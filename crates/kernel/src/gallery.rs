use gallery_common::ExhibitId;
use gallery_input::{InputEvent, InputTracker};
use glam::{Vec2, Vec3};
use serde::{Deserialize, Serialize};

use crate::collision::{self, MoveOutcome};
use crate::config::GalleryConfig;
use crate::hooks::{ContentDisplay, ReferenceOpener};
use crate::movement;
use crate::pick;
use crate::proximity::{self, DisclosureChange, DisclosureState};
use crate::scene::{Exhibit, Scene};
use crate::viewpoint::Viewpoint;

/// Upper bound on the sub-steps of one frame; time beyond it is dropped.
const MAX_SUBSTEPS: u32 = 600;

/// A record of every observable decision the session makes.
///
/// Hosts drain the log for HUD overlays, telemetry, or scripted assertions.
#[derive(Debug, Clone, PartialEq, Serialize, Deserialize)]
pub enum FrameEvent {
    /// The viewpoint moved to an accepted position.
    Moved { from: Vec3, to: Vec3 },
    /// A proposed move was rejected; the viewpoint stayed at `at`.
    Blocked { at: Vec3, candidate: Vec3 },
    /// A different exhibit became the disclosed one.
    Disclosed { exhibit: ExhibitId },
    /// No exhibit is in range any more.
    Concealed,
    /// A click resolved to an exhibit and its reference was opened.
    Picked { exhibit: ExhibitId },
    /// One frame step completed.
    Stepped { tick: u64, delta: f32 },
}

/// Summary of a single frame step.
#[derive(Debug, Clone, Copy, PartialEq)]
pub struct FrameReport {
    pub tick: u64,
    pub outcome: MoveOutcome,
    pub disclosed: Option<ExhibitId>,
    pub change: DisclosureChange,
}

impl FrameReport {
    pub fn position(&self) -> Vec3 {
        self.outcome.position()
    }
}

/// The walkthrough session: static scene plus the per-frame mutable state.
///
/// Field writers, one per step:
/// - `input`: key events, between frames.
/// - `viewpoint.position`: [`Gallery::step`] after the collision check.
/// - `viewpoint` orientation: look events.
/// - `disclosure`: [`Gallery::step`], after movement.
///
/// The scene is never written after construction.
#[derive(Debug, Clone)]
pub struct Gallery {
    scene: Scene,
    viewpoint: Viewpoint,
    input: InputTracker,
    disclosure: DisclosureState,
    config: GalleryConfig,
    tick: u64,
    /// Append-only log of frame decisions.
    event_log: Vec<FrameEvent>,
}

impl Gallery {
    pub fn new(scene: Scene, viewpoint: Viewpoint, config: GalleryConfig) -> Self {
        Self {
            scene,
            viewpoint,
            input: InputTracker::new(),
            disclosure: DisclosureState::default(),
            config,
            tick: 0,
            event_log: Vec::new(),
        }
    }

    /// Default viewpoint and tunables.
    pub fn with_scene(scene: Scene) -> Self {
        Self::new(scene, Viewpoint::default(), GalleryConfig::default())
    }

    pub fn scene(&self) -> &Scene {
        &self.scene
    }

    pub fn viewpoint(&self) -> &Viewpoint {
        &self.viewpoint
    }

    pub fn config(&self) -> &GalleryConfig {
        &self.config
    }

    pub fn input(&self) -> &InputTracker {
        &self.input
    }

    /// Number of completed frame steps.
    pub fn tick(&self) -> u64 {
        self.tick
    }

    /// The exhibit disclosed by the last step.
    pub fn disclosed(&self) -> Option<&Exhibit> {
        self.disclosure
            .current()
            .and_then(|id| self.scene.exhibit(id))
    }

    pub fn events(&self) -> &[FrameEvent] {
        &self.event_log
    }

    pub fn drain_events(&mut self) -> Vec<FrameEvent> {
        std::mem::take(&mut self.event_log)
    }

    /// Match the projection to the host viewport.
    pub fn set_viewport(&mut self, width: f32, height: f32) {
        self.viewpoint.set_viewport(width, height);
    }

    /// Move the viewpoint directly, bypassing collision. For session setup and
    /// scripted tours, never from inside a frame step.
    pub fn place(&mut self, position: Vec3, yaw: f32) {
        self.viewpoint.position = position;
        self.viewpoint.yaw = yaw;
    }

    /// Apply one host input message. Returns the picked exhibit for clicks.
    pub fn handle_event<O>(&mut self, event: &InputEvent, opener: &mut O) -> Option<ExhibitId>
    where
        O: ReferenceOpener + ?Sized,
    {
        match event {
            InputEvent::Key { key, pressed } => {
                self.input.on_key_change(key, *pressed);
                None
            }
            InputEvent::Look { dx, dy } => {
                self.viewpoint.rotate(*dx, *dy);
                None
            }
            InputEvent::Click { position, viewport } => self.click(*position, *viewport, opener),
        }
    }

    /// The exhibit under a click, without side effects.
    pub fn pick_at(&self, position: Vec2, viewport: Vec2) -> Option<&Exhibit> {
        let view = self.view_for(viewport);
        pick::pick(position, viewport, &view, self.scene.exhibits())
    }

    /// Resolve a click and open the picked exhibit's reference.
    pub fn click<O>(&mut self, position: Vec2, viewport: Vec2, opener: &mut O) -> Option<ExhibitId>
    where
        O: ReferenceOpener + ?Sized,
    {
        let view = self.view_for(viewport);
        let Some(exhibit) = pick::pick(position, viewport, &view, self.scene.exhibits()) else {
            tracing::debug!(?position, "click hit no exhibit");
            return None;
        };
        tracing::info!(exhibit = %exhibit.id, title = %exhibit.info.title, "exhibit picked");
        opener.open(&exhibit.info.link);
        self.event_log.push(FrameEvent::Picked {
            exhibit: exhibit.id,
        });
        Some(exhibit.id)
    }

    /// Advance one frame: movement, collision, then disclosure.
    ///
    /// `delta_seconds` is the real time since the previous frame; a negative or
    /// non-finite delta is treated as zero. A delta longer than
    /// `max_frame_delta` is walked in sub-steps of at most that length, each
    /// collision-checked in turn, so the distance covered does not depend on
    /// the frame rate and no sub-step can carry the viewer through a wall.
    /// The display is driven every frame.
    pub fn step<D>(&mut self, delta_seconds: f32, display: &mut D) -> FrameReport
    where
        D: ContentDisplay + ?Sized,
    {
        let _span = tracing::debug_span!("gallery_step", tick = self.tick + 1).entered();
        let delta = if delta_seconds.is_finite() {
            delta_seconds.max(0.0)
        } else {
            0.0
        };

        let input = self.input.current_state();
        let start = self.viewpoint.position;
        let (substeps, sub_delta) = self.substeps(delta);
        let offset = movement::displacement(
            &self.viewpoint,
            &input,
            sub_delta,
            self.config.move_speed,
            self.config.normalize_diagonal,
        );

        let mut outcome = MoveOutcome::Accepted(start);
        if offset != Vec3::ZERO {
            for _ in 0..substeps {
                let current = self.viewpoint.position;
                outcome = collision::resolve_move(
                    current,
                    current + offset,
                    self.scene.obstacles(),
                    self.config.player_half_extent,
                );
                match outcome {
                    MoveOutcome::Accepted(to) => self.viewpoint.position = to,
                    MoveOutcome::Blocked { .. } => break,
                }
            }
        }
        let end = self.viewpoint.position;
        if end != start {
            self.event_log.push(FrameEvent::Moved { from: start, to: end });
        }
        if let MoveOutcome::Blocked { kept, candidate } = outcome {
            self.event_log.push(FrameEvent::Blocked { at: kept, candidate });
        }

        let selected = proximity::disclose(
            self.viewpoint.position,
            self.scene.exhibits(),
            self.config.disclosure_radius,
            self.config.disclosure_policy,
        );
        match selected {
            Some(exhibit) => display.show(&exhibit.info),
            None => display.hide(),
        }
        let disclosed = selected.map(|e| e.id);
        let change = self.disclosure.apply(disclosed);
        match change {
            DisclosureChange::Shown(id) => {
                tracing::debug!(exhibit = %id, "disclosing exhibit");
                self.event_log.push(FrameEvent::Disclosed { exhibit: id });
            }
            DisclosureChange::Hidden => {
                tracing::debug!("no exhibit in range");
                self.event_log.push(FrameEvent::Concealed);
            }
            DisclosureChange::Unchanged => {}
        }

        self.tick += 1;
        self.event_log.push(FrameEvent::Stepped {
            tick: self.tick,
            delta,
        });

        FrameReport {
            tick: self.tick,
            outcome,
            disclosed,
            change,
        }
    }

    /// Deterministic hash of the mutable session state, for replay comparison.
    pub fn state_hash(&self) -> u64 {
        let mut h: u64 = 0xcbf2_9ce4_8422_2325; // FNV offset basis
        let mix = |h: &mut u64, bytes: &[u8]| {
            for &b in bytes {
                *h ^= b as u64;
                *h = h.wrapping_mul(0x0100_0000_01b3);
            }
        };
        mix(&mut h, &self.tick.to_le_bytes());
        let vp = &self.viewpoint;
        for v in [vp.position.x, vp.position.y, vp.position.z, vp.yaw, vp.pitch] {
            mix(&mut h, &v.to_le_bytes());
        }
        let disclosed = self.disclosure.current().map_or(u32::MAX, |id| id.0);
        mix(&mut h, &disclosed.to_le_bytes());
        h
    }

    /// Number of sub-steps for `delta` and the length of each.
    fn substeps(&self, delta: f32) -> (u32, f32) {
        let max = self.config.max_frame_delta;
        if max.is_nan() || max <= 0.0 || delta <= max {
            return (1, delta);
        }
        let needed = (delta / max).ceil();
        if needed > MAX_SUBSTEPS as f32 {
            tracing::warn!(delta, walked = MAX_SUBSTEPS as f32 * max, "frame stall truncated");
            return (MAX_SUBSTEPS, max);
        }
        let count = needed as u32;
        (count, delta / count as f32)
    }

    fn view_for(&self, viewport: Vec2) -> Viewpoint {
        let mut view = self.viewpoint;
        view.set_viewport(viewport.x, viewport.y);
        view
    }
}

━━━━━━━━━━━━━━━━

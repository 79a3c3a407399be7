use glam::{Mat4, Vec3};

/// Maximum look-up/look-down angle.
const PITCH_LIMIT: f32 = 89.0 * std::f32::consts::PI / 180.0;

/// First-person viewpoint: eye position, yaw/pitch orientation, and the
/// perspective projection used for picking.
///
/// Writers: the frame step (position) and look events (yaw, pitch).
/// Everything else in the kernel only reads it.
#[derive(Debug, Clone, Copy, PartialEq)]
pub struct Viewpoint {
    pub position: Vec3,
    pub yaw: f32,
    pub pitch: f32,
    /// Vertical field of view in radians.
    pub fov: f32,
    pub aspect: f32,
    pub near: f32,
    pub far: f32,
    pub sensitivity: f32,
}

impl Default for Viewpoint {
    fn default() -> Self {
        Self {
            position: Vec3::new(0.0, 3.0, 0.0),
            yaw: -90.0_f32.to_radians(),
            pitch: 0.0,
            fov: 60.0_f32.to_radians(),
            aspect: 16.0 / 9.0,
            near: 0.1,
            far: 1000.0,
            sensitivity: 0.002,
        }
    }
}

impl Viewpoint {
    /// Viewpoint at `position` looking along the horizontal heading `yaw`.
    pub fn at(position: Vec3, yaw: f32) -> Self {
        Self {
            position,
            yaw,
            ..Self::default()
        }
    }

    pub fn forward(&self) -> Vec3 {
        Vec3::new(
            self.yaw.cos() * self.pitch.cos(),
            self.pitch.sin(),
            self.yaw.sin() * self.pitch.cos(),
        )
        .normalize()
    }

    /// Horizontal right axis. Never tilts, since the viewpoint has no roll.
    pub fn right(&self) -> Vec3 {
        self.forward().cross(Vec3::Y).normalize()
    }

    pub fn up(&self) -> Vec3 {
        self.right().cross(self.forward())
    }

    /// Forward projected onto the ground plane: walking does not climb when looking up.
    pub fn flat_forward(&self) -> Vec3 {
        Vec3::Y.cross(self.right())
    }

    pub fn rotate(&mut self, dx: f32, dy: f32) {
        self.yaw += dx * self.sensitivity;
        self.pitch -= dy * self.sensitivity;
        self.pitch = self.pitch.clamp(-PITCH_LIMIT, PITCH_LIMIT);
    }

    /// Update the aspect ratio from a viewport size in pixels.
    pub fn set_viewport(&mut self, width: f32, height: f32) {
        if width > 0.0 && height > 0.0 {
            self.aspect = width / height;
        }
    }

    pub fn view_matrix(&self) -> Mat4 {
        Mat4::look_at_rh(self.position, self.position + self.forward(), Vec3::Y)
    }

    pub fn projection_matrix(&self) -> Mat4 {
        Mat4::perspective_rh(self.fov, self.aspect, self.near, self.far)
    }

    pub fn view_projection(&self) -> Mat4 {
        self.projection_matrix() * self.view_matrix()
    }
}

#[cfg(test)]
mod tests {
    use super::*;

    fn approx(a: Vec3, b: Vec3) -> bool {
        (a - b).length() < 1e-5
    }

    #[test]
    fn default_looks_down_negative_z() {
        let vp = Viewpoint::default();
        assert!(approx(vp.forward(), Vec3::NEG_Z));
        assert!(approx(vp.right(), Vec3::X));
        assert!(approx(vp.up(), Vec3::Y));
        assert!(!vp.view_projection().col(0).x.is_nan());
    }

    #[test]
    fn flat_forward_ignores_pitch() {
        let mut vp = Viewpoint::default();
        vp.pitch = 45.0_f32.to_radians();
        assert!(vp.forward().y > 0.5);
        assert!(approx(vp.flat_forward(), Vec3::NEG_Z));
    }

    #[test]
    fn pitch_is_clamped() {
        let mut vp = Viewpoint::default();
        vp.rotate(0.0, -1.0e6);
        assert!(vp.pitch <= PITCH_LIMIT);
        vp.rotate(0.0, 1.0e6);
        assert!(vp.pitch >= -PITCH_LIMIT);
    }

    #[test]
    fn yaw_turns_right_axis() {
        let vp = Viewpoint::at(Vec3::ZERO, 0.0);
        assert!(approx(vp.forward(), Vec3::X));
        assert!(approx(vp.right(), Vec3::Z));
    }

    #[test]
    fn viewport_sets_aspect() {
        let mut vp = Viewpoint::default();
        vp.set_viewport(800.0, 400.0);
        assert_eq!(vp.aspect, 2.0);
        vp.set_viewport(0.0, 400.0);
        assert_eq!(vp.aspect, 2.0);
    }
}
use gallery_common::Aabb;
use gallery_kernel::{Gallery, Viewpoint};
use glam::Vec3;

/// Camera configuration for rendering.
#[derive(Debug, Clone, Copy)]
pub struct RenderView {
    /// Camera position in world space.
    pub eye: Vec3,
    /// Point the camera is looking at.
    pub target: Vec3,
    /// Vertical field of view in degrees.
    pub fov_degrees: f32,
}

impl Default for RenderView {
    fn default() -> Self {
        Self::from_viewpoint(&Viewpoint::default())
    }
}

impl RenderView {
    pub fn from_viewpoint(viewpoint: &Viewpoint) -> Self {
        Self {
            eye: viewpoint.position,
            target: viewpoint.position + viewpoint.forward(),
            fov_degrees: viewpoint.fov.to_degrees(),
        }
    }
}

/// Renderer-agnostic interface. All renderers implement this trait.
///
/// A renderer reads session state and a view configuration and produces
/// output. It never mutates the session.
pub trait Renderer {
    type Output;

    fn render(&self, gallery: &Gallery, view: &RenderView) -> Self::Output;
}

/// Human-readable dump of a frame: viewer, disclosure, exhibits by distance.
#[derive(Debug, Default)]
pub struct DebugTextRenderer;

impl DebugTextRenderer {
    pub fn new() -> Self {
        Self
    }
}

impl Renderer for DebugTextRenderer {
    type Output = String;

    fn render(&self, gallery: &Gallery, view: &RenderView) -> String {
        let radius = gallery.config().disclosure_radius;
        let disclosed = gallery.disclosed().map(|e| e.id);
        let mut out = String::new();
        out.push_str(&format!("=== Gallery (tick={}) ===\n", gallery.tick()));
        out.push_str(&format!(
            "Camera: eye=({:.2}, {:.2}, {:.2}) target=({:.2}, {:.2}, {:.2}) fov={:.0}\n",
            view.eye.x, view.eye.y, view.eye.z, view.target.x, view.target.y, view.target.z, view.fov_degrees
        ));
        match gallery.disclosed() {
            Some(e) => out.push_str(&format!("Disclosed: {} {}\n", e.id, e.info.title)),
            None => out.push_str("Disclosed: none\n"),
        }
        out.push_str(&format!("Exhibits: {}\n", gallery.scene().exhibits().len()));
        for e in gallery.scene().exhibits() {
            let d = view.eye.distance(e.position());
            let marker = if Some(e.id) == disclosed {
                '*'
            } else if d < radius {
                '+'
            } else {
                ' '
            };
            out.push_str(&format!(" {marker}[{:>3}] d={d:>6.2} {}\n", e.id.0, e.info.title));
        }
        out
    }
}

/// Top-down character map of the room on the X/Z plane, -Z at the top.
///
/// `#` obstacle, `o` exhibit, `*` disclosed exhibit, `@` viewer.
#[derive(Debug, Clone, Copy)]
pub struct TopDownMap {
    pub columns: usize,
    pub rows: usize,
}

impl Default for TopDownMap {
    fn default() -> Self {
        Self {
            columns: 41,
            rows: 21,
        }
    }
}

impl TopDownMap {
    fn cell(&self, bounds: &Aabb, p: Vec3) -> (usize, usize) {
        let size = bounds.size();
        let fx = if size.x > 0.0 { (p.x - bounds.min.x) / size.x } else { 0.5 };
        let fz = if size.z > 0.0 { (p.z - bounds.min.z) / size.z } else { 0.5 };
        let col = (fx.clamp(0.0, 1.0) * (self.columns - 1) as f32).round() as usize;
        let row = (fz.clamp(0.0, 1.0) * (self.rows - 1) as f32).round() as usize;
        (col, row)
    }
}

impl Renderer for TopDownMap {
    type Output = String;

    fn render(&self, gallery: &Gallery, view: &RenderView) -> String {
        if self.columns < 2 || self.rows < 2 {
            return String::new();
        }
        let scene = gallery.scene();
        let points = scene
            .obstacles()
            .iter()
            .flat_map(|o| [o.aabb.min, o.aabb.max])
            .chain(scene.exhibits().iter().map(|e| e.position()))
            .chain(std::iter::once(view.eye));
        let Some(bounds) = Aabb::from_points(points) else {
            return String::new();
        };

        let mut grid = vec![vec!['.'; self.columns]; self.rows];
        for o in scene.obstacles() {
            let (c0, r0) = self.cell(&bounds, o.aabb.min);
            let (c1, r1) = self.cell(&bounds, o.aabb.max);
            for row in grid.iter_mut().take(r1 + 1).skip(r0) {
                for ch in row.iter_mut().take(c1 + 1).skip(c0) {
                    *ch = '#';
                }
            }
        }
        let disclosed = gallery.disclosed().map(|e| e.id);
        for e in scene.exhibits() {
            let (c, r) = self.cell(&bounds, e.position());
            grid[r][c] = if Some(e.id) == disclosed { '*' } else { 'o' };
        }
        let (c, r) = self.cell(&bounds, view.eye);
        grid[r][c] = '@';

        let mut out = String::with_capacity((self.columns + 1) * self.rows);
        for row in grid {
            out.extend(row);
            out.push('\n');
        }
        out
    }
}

━━━━━━━━━━━━━━━━

Return only the stretch of the material above from the line holding "when looking up." through the line holding "pub fn rotate(&mut", copied exactly.

    /// Forward projected onto the ground plane: walking does not climb when looking up.
    pub fn flat_forward(&self) -> Vec3 {
        Vec3::Y.cross(self.right())
    }

    pub fn rotate(&mut self, dx: f32, dy: f32) {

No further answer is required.